■ What the task requires ■
Set every record down again, exactly and completely.

■ Source information ■

//! # apunto: Document Image Analysis Service
//!
//! `apunto` is an HTTP service that turns a photographed or scanned document
//! into a structured Spanish-language analysis. Clients send a base64 data-URI
//! image plus a free-form description; the service extracts the text with a
//! configurable OCR backend, asks an LLM provider for a structured analysis,
//! and stores the result in an optional Postgres-backed history.
//!
//! ## Pipeline
//!
//! `POST /api/analyze` runs three stages in order:
//!
//! 1. **Decode and validate** the `data:image/...;base64,...` payload
//!    ([`image`]): MIME type check, base64 decode, 10MB size cap.
//! 2. **OCR extraction** ([`ocr`]): one of Azure Document Intelligence
//!    (async submit-then-poll), Google Vision, or a local Tesseract engine,
//!    selected once at startup from configuration. An image with no legible
//!    text is a 400, not a provider error.
//! 3. **LLM analysis** ([`analysis`]): Azure OpenAI or Gemini produce a JSON
//!    analysis (summary, label, entities, key points, tags); malformed model
//!    output is defensively shaped rather than failing the request.
//!
//! The result is then written to the `analysis_history` table on a best-effort
//! basis: a persistence failure is logged and the analysis is still returned.
//! History endpoints (`GET /api/history`, `GET`/`DELETE /api/history/{id}`)
//! page through past analyses, optionally scoped by the advisory `x-user-id`
//! header.
//!
//! ## Running without a database
//!
//! The database is optional. With no `DATABASE_URL` configured (or when the
//! connection fails at startup) the service still serves `/api/analyze` and
//! `/health`; only the history endpoints report unavailability.
//!
//! ## Quick Start
//!
//! ```no_run
//! use clap::Parser;
//! use apunto::{Application, Config};
//!
//! #[tokio::main]
//! async fn main() -> anyhow::Result<()> {
//!     let args = apunto::config::Args::parse();
//!     let config = Config::load(&args)?;
//!     apunto::telemetry::init_telemetry()?;
//!
//!     let app = Application::new(config).await?;
//!     app.serve(async {
//!         tokio::signal::ctrl_c().await.expect("Failed to listen for Ctrl+C");
//!     }).await?;
//!     Ok(())
//! }
//! ```

pub mod analysis;
pub mod api;
pub mod config;
pub mod db;
pub mod errors;
pub mod image;
pub mod ocr;
pub mod telemetry;

#[cfg(test)]
pub mod test_utils;

use crate::analysis::DocumentAnalysis;
use crate::api::ApiDoc;
use crate::ocr::TextExtraction;
use axum::extract::DefaultBodyLimit;
use axum::http::HeaderValue;
use axum::routing::{get, post};
use axum::{Json, Router};
use bon::Builder;
pub use config::Config;
use serde_json::json;
use sqlx::postgres::{PgConnectOptions, PgPoolOptions, PgSslMode};
use sqlx::PgPool;
use std::str::FromStr;
use std::sync::Arc;
use std::time::Duration;
use tokio::net::TcpListener;
use tower_http::cors::{Any, CorsLayer};
use tower_http::trace::{DefaultMakeSpan, DefaultOnRequest, DefaultOnResponse, TraceLayer};
use tracing::{error, info, instrument, Level};
use utoipa::OpenApi;
use utoipa_rapidoc::RapiDoc;

/// Request body cap, sized for a base64-encoded 10MB image plus JSON overhead.
const MAX_BODY_BYTES: usize = 50 * 1024 * 1024;

/// Application state shared across all request handlers.
///
/// The OCR backend and the analyzer are selected once at startup and shared
/// behind trait objects; `db` is `None` when history persistence is disabled.
#[derive(Clone, Builder)]
pub struct AppState {
    pub db: Option<PgPool>,
    pub config: Config,
    pub ocr: Arc<dyn TextExtraction>,
    pub analyzer: Arc<dyn DocumentAnalysis>,
}

/// Get the apunto database migrator
pub fn migrator() -> sqlx::migrate::Migrator {
    sqlx::migrate!("./migrations")
}

/// Connect the history pool. A connection failure is not fatal: the service
/// starts with history disabled and logs the reason.
async fn connect_pool(config: &Config) -> Option<PgPool> {
    let database = config.database.as_ref()?;

    let connect = async {
        let mut options = PgConnectOptions::from_str(&database.url)?;
        if database.ssl {
            options = options.ssl_mode(PgSslMode::Require);
        }

        let pool = PgPoolOptions::new()
            .max_connections(database.pool.max_connections)
            .acquire_timeout(Duration::from_secs(database.pool.acquire_timeout_secs))
            .idle_timeout(Duration::from_secs(database.pool.idle_timeout_secs))
            .connect_with(options)
            .await?;

        migrator().run(&pool).await?;
        Ok::<_, anyhow::Error>(pool)
    };

    match connect.await {
        Ok(pool) => {
            info!("Connected to database, history enabled");
            Some(pool)
        }
        Err(e) => {
            error!("Could not connect to database, history disabled: {e:#}");
            None
        }
    }
}

/// Create CORS layer from configuration
fn create_cors_layer(config: &Config) -> anyhow::Result<CorsLayer> {
    let cors = if config.cors_origin == "*" {
        CorsLayer::new().allow_origin(Any).allow_methods(Any).allow_headers(Any)
    } else {
        CorsLayer::new()
            .allow_origin(config.cors_origin.parse::<HeaderValue>()?)
            .allow_methods(Any)
            .allow_headers(Any)
    };
    Ok(cors)
}

/// Build the application router with all endpoints and middleware.
#[instrument(skip_all)]
pub fn build_router(state: AppState) -> anyhow::Result<Router> {
    let api_routes = Router::new()
        .route("/analyze", post(api::handlers::analyze::analyze_document))
        .route("/history", get(api::handlers::history::list_history))
        .route(
            "/history/{id}",
            get(api::handlers::history::get_history_item).delete(api::handlers::history::delete_history_item),
        );

    let router = Router::new()
        .route(
            "/health",
            get(|| async { Json(json!({ "status": "ok", "message": "Apunto Backend API" })) }),
        )
        .nest("/api", api_routes)
        .merge(RapiDoc::with_openapi("/api-docs/openapi.json", ApiDoc::openapi()).path("/docs"))
        .with_state(state.clone())
        .layer(DefaultBodyLimit::max(MAX_BODY_BYTES))
        .layer(create_cors_layer(&state.config)?)
        .layer(
            TraceLayer::new_for_http()
                .make_span_with(DefaultMakeSpan::new().level(Level::INFO))
                .on_request(DefaultOnRequest::new().level(Level::INFO))
                .on_response(DefaultOnResponse::new().level(Level::INFO)),
        );

    Ok(router)
}

/// Main application struct that owns all resources and lifecycle.
///
/// 1. **Create**: [`Application::new`] connects the optional database, runs
///    migrations, and selects the OCR backend and analysis provider.
/// 2. **Serve**: [`Application::serve`] binds the TCP port and handles
///    requests until the shutdown future resolves.
pub struct Application {
    router: Router,
    config: Config,
    pool: Option<PgPool>,
}

impl Application {
    /// Create a new application instance with all resources initialized
    pub async fn new(config: Config) -> anyhow::Result<Self> {
        let pool = connect_pool(&config).await;

        let ocr = ocr::select_backend(&config.ocr);
        info!(backend = ocr.backend_name(), "OCR backend selected");
        let analyzer = analysis::select_analyzer(&config.llm);

        let state = AppState::builder()
            .maybe_db(pool.clone())
            .config(config.clone())
            .ocr(ocr)
            .analyzer(analyzer)
            .build();

        let router = build_router(state)?;

        Ok(Self { router, config, pool })
    }

    /// Start serving the application
    pub async fn serve<F>(self, shutdown: F) -> anyhow::Result<()>
    where
        F: std::future::Future<Output = ()> + Send + 'static,
    {
        let bind_addr = self.config.bind_address();
        let listener = TcpListener::bind(&bind_addr).await?;
        info!("Apunto backend listening on http://{bind_addr}");

        axum::serve(listener, self.router.into_make_service())
            .with_graceful_shutdown(shutdown)
            .await?;

        if let Some(pool) = self.pool {
            info!("Closing database connections...");
            pool.close().await;
        }

        Ok(())
    }
}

■ Expected output ■
//! # apunto: Document Image Analysis Service
//!
//! `apunto` is an HTTP service that turns a photographed or scanned document
//! into a structured Spanish-language analysis. Clients send a base64 data-URI
//! image plus a free-form description; the service extracts the text with a
//! configurable OCR backend, asks an LLM provider for a structured analysis,
//! and stores the result in an optional Postgres-backed history.
//!
//! ## Pipeline
//!
//! `POST /api/analyze` runs three stages in order:
//!
//! 1. **Decode and validate** the `data:image/...;base64,...` payload
//!    ([`image`]): MIME type check, base64 decode, 10MB size cap.
//! 2. **OCR extraction** ([`ocr`]): one of Azure Document Intelligence
//!    (async submit-then-poll), Google Vision, or a local Tesseract engine,
//!    selected once at startup from configuration. An image with no legible
//!    text is a 400, not a provider error.
//! 3. **LLM analysis** ([`analysis`]): Azure OpenAI or Gemini produce a JSON
//!    analysis (summary, label, entities, key points, tags); malformed model
//!    output is defensively shaped rather than failing the request.
//!
//! The result is then written to the `analysis_history` table on a best-effort
//! basis: a persistence failure is logged and the analysis is still returned.
//! History endpoints (`GET /api/history`, `GET`/`DELETE /api/history/{id}`)
//! page through past analyses, optionally scoped by the advisory `x-user-id`
//! header.
//!
//! ## Running without a database
//!
//! The database is optional. With no `DATABASE_URL` configured (or when the
//! connection fails at startup) the service still serves `/api/analyze` and
//! `/health`; only the history endpoints report unavailability.
//!
//! ## Quick Start
//!
//! ```no_run
//! use clap::Parser;
//! use apunto::{Application, Config};
//!
//! #[tokio::main]
//! async fn main() -> anyhow::Result<()> {
//!     let args = apunto::config::Args::parse();
//!     let config = Config::load(&args)?;
//!     apunto::telemetry::init_telemetry()?;
//!
//!     let app = Application::new(config).await?;
//!     app.serve(async {
//!         tokio::signal::ctrl_c().await.expect("Failed to listen for Ctrl+C");
//!     }).await?;
//!     Ok(())
//! }
//! ```

pub mod analysis;
pub mod api;
pub mod config;
pub mod db;
pub mod errors;
pub mod image;
pub mod ocr;
pub mod telemetry;

#[cfg(test)]
pub mod test_utils;

use crate::analysis::DocumentAnalysis;
use crate::api::ApiDoc;
use crate::ocr::TextExtraction;
use axum::extract::DefaultBodyLimit;
use axum::http::HeaderValue;
use axum::routing::{get, post};
use axum::{Json, Router};
use bon::Builder;
pub use config::Config;
use serde_json::json;
use sqlx::postgres::{PgConnectOptions, PgPoolOptions, PgSslMode};
use sqlx::PgPool;
use std::str::FromStr;
use std::sync::Arc;
use std::time::Duration;
use tokio::net::TcpListener;
use tower_http::cors::{Any, CorsLayer};
use tower_http::trace::{DefaultMakeSpan, DefaultOnRequest, DefaultOnResponse, TraceLayer};
use tracing::{error, info, instrument, Level};
use utoipa::OpenApi;
use utoipa_rapidoc::RapiDoc;

/// Request body cap, sized for a base64-encoded 10MB image plus JSON overhead.
const MAX_BODY_BYTES: usize = 50 * 1024 * 1024;

/// Application state shared across all request handlers.
///
/// The OCR backend and the analyzer are selected once at startup and shared
/// behind trait objects; `db` is `None` when history persistence is disabled.
#[derive(Clone, Builder)]
pub struct AppState {
    pub db: Option<PgPool>,
    pub config: Config,
    pub ocr: Arc<dyn TextExtraction>,
    pub analyzer: Arc<dyn DocumentAnalysis>,
}

/// Get the apunto database migrator
pub fn migrator() -> sqlx::migrate::Migrator {
    sqlx::migrate!("./migrations")
}

/// Connect the history pool. A connection failure is not fatal: the service
/// starts with history disabled and logs the reason.
async fn connect_pool(config: &Config) -> Option<PgPool> {
    let database = config.database.as_ref()?;

    let connect = async {
        let mut options = PgConnectOptions::from_str(&database.url)?;
        if database.ssl {
            options = options.ssl_mode(PgSslMode::Require);
        }

        let pool = PgPoolOptions::new()
            .max_connections(database.pool.max_connections)
            .acquire_timeout(Duration::from_secs(database.pool.acquire_timeout_secs))
            .idle_timeout(Duration::from_secs(database.pool.idle_timeout_secs))
            .connect_with(options)
            .await?;

        migrator().run(&pool).await?;
        Ok::<_, anyhow::Error>(pool)
    };

    match connect.await {
        Ok(pool) => {
            info!("Connected to database, history enabled");
            Some(pool)
        }
        Err(e) => {
            error!("Could not connect to database, history disabled: {e:#}");
            None
        }
    }
}

/// Create CORS layer from configuration
fn create_cors_layer(config: &Config) -> anyhow::Result<CorsLayer> {
    let cors = if config.cors_origin == "*" {
        CorsLayer::new().allow_origin(Any).allow_methods(Any).allow_headers(Any)
    } else {
        CorsLayer::new()
            .allow_origin(config.cors_origin.parse::<HeaderValue>()?)
            .allow_methods(Any)
            .allow_headers(Any)
    };
    Ok(cors)
}

/// Build the application router with all endpoints and middleware.
#[instrument(skip_all)]
pub fn build_router(state: AppState) -> anyhow::Result<Router> {
    let api_routes = Router::new()
        .route("/analyze", post(api::handlers::analyze::analyze_document))
        .route("/history", get(api::handlers::history::list_history))
        .route(
            "/history/{id}",
            get(api::handlers::history::get_history_item).delete(api::handlers::history::delete_history_item),
        );

    let router = Router::new()
        .route(
            "/health",
            get(|| async { Json(json!({ "status": "ok", "message": "Apunto Backend API" })) }),
        )
        .nest("/api", api_routes)
        .merge(RapiDoc::with_openapi("/api-docs/openapi.json", ApiDoc::openapi()).path("/docs"))
        .with_state(state.clone())
        .layer(DefaultBodyLimit::max(MAX_BODY_BYTES))
        .layer(create_cors_layer(&state.config)?)
        .layer(
            TraceLayer::new_for_http()
                .make_span_with(DefaultMakeSpan::new().level(Level::INFO))
                .on_request(DefaultOnRequest::new().level(Level::INFO))
                .on_response(DefaultOnResponse::new().level(Level::INFO)),
        );

    Ok(router)
}

/// Main application struct that owns all resources and lifecycle.
///
/// 1. **Create**: [`Application::new`] connects the optional database, runs
///    migrations, and selects the OCR backend and analysis provider.
/// 2. **Serve**: [`Application::serve`] binds the TCP port and handles
///    requests until the shutdown future resolves.
pub struct Application {
    router: Router,
    config: Config,
    pool: Option<PgPool>,
}

impl Application {
    /// Create a new application instance with all resources initialized
    pub async fn new(config: Config) -> anyhow::Result<Self> {
        let pool = connect_pool(&config).await;

        let ocr = ocr::select_backend(&config.ocr);
        info!(backend = ocr.backend_name(), "OCR backend selected");
        let analyzer = analysis::select_analyzer(&config.llm);

        let state = AppState::builder()
            .maybe_db(pool.clone())
            .config(config.clone())
            .ocr(ocr)
            .analyzer(analyzer)
            .build();

        let router = build_router(state)?;

        Ok(Self { router, config, pool })
    }

    /// Start serving the application
    pub async fn serve<F>(self, shutdown: F) -> anyhow::Result<()>
    where
        F: std::future::Future<Output = ()> + Send + 'static,
    {
        let bind_addr = self.config.bind_address();
        let listener = TcpListener::bind(&bind_addr).await?;
        info!("Apunto backend listening on http://{bind_addr}");

        axum::serve(listener, self.router.into_make_service())
            .with_graceful_shutdown(shutdown)
            .await?;

        if let Some(pool) = self.pool {
            info!("Closing database connections...");
            pool.close().await;
        }

        Ok(())
    }
}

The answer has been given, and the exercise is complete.